Task description → In the listing below, locate the lines that hold "rectified" and copy them.

------ Dataset records

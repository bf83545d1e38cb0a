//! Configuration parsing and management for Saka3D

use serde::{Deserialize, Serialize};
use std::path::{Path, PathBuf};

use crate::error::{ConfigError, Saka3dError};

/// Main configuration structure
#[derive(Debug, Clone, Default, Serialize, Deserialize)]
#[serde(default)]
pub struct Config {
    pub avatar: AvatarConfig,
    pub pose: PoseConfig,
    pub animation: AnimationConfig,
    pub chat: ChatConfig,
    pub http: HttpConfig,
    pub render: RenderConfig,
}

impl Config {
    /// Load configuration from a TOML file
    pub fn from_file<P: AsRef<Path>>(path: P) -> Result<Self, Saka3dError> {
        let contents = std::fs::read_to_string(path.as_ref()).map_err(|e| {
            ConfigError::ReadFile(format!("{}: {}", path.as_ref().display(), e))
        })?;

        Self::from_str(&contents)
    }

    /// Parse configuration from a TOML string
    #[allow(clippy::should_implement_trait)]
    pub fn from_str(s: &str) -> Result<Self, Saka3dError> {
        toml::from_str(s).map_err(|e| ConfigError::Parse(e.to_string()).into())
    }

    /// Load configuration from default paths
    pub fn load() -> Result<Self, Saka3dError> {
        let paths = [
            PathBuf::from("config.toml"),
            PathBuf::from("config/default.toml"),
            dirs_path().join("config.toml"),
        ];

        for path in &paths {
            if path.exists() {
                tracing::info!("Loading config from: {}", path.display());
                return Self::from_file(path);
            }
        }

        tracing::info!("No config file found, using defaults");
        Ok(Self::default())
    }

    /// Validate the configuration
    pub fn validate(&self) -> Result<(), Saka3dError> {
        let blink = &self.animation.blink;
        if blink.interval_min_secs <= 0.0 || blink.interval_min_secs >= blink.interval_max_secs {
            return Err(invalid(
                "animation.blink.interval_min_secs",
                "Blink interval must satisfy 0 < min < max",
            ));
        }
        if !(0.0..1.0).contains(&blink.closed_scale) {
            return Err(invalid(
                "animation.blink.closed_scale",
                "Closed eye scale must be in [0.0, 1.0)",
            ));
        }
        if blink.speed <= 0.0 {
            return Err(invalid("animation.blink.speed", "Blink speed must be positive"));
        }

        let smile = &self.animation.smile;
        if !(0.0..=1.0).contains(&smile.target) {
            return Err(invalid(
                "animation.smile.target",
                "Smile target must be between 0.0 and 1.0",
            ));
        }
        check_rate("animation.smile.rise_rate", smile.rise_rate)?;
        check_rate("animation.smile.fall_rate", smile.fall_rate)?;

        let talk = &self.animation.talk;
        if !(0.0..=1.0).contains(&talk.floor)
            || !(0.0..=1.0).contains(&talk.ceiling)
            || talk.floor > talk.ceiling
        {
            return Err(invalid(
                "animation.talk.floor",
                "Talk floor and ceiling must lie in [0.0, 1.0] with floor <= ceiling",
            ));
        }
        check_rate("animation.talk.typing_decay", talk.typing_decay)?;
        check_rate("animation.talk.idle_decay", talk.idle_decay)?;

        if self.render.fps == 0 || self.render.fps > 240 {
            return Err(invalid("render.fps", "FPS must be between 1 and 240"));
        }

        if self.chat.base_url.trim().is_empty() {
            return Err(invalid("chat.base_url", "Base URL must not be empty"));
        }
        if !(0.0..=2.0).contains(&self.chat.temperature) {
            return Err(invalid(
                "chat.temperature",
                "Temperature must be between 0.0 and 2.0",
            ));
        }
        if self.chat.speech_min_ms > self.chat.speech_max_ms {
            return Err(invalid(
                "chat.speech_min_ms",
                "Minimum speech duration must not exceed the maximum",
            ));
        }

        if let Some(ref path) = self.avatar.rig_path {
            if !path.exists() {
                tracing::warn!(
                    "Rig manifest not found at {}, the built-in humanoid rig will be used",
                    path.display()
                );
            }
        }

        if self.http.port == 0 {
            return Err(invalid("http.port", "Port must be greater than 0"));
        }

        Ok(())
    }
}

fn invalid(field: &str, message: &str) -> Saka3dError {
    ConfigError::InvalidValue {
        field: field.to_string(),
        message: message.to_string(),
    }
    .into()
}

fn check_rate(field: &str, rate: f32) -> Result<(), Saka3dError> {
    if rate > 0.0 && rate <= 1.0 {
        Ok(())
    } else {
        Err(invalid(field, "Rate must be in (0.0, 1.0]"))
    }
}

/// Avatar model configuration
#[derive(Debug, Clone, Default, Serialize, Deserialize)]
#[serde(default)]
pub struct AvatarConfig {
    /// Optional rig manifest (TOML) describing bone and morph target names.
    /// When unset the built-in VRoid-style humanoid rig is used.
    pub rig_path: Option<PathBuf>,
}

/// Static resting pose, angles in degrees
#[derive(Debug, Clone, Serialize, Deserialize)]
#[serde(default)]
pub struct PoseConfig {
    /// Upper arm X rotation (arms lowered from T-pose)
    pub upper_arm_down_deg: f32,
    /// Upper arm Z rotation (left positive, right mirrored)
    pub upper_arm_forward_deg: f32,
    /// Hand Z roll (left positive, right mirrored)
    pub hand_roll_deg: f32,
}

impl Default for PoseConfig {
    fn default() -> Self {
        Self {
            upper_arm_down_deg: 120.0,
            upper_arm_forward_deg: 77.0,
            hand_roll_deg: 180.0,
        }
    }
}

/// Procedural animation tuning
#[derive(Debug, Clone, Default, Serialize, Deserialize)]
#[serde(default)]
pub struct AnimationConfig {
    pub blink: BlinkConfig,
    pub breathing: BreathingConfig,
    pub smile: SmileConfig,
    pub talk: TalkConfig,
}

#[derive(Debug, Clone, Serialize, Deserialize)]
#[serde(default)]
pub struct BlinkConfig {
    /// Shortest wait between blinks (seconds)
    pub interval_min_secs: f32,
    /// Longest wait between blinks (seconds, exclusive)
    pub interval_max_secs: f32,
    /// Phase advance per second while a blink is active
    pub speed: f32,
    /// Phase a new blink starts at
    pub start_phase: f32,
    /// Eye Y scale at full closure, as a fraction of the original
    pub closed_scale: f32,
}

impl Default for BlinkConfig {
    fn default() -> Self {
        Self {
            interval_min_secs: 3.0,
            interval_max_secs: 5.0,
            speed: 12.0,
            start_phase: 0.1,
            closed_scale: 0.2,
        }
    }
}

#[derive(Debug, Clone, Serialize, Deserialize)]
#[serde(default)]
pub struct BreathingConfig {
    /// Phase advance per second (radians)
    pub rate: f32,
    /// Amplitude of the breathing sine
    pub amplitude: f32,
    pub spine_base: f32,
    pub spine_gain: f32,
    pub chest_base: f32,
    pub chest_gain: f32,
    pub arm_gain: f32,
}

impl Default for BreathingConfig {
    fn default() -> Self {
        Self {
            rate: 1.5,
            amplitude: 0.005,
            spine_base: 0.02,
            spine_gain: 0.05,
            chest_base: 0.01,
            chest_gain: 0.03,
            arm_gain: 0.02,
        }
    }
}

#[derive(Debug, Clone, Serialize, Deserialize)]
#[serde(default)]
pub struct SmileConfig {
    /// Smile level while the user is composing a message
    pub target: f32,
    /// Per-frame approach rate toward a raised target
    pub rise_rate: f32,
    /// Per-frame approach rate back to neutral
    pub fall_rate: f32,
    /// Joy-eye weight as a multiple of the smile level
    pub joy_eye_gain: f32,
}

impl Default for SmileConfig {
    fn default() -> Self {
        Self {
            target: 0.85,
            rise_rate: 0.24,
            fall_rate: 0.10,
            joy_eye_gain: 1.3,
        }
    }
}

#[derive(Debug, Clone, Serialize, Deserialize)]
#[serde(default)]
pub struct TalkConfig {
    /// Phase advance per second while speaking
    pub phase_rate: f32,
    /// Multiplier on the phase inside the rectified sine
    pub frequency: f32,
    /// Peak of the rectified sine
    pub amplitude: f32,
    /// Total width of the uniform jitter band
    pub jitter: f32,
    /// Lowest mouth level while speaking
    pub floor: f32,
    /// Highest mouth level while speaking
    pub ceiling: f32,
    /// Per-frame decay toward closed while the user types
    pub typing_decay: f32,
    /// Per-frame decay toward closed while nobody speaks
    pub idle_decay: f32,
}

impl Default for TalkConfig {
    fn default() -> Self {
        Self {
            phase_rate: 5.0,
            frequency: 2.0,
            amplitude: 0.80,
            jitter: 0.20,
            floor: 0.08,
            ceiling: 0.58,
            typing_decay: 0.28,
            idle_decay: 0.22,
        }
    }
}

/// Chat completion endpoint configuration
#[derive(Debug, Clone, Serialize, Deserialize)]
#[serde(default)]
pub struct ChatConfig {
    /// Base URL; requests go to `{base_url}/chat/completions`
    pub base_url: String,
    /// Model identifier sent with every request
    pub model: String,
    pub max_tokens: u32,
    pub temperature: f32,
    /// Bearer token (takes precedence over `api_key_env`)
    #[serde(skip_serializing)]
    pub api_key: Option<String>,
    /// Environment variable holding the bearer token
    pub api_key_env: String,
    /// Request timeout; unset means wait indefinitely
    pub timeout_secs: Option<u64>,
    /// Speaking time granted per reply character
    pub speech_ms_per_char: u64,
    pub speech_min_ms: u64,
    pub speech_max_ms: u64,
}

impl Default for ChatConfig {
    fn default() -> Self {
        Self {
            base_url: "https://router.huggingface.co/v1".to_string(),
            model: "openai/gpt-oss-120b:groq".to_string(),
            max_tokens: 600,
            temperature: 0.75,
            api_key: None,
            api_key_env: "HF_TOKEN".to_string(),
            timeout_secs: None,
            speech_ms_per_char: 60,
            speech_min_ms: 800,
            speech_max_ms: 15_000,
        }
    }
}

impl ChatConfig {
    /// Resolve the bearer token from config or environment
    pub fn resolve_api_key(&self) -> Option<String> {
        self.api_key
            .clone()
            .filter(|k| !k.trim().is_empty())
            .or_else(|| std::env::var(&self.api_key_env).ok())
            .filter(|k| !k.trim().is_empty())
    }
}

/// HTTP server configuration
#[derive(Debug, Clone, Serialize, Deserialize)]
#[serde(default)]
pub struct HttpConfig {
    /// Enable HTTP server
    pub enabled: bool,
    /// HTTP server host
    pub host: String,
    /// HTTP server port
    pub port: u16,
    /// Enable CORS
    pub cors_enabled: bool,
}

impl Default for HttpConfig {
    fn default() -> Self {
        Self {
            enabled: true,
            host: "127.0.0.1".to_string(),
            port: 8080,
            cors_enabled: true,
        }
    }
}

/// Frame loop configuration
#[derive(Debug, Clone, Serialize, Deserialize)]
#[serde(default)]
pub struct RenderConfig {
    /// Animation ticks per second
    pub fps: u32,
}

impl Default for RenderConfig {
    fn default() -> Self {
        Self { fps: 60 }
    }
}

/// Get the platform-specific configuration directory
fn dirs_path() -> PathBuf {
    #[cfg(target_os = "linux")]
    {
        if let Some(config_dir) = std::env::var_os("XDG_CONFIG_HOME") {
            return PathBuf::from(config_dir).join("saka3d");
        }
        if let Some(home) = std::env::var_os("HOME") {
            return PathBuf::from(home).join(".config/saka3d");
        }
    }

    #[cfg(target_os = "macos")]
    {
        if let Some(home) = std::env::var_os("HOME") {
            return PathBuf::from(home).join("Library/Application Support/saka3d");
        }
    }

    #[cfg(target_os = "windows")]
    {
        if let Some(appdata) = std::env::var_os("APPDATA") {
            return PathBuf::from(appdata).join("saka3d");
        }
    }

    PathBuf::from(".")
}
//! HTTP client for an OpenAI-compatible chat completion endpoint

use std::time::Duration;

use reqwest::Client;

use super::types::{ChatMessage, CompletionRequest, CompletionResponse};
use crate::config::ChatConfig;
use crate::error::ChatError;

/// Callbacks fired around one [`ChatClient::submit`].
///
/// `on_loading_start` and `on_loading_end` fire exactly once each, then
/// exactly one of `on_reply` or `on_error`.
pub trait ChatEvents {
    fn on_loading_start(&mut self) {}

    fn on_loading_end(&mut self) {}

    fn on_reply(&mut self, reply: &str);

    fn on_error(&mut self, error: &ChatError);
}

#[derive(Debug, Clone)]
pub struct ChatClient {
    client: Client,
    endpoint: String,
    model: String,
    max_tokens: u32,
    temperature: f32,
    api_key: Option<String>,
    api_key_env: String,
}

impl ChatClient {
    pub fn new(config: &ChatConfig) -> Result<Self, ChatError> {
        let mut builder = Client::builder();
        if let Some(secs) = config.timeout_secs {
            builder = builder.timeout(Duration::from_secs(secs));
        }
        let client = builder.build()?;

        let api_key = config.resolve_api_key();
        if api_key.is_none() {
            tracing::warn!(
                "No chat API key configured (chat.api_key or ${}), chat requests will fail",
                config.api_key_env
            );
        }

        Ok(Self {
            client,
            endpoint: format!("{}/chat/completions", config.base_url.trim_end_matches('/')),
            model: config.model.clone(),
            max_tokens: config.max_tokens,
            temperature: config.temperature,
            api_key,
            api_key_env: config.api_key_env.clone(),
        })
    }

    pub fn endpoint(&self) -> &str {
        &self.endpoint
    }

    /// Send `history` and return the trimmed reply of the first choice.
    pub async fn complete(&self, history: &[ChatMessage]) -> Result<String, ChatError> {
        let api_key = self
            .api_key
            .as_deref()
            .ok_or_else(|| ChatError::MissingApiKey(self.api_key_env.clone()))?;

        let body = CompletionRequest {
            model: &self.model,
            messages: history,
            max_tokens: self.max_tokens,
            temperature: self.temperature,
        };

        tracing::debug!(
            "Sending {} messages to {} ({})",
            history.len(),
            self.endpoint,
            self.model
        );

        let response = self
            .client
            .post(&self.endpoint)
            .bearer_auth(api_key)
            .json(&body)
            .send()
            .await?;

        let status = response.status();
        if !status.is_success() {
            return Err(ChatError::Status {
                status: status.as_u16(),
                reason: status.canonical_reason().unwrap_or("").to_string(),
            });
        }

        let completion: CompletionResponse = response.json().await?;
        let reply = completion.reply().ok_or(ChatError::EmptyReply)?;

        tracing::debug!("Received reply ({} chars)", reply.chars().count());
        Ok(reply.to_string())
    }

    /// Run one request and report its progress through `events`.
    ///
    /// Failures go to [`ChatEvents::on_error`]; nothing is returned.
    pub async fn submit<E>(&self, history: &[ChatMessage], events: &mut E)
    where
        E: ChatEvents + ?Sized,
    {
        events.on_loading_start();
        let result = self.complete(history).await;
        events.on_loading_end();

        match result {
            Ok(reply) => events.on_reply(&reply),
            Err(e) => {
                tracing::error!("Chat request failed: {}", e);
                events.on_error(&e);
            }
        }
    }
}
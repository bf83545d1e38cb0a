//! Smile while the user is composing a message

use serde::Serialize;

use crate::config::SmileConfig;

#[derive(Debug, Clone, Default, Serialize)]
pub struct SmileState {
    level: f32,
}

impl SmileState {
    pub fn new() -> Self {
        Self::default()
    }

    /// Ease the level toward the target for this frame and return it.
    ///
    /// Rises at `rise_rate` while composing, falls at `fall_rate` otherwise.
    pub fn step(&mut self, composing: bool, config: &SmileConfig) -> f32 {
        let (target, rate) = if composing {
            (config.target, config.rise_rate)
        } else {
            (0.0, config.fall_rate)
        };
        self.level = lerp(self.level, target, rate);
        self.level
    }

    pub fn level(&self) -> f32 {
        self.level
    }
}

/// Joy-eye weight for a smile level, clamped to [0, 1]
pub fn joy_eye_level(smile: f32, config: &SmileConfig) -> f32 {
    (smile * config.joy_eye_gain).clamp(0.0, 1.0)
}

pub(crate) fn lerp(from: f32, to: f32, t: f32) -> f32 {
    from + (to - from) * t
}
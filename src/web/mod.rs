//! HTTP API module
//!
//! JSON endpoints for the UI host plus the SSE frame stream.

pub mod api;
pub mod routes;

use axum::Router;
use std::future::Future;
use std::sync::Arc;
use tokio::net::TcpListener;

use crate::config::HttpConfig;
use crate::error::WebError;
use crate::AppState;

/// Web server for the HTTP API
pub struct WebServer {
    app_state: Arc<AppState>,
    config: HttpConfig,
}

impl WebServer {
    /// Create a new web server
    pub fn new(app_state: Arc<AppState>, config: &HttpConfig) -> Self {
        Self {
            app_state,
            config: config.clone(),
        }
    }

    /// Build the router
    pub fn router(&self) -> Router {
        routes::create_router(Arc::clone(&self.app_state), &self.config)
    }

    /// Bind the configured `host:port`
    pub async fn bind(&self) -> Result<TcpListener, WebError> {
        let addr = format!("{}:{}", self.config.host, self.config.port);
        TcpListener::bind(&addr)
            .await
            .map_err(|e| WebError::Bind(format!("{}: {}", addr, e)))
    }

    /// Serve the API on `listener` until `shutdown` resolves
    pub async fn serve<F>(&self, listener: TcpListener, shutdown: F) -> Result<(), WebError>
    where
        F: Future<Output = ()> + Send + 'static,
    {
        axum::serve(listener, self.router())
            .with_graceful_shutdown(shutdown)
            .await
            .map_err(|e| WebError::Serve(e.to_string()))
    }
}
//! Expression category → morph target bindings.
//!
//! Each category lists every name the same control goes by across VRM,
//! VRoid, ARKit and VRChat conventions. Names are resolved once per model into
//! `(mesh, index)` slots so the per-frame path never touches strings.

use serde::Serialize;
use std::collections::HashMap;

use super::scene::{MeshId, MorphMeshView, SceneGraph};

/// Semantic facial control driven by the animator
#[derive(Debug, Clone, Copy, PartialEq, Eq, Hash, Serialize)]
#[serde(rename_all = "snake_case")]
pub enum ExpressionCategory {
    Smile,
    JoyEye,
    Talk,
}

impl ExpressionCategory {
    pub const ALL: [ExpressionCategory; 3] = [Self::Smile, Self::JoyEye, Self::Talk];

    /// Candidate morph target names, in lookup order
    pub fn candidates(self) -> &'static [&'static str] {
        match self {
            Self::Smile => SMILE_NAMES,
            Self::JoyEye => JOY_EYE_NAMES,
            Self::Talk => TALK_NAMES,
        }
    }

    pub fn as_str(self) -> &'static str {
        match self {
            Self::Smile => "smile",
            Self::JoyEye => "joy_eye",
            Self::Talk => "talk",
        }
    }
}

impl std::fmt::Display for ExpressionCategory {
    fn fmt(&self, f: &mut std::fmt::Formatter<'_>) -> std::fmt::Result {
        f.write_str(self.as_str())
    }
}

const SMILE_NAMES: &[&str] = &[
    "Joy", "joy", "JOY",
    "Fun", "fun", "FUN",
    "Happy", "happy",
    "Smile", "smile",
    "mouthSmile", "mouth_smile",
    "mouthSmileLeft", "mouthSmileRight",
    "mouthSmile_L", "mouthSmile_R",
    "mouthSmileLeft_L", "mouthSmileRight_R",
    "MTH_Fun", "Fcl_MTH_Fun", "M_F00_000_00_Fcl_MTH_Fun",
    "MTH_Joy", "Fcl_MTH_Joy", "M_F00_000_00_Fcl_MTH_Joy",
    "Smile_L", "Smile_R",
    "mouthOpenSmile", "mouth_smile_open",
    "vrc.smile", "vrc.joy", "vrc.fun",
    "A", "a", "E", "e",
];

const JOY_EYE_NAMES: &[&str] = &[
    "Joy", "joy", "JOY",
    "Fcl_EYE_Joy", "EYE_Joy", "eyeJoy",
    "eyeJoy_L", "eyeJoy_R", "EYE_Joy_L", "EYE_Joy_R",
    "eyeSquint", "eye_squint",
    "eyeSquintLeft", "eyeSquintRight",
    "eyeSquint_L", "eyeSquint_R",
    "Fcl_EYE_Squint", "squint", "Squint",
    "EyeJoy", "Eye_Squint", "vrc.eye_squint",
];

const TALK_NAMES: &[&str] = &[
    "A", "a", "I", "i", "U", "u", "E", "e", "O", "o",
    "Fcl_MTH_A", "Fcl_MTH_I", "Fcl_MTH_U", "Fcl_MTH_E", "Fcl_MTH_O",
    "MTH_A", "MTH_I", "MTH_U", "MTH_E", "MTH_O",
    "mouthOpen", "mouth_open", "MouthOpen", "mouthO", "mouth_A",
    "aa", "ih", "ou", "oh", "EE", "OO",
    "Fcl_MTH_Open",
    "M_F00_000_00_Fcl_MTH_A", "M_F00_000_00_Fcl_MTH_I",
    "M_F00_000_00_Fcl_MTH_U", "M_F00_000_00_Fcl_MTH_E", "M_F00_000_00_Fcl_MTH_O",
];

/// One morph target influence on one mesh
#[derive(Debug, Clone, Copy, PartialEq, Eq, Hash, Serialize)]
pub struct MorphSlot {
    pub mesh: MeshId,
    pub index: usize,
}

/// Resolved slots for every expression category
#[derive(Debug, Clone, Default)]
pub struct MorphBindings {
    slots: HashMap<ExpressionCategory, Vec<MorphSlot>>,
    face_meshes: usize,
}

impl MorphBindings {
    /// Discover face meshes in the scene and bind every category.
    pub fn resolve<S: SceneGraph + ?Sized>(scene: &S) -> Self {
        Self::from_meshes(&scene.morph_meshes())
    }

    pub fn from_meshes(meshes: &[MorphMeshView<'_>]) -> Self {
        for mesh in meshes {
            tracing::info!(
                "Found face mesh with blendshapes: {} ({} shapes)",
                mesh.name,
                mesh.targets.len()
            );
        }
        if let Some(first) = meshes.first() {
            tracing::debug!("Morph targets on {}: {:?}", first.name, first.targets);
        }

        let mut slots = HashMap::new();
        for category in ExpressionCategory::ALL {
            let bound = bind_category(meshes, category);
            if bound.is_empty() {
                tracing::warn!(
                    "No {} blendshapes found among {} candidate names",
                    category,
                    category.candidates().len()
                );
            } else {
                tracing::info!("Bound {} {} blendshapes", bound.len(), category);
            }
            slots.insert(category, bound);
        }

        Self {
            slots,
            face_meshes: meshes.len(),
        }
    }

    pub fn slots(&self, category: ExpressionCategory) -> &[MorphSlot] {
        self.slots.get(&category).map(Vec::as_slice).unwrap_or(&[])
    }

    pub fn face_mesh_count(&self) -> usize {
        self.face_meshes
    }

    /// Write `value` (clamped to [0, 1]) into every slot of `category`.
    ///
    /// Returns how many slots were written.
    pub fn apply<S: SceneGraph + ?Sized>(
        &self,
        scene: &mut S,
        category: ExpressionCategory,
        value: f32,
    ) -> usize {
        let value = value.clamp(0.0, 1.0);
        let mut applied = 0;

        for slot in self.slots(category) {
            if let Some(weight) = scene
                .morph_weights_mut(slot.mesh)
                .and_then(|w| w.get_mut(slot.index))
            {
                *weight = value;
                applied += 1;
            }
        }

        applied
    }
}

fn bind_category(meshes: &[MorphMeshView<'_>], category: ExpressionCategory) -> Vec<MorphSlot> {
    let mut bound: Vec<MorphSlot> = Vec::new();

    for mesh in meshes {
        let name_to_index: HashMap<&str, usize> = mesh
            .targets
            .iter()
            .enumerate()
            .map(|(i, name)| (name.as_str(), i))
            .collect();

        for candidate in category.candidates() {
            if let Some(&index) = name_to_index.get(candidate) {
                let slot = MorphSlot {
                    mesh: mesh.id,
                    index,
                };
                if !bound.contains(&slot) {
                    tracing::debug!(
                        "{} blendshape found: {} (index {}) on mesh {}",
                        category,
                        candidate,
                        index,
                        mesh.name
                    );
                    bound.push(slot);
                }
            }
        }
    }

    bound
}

------------

Answer box →
    /// Multiplier on the phase inside the rectified sine
    /// Peak of the rectified sine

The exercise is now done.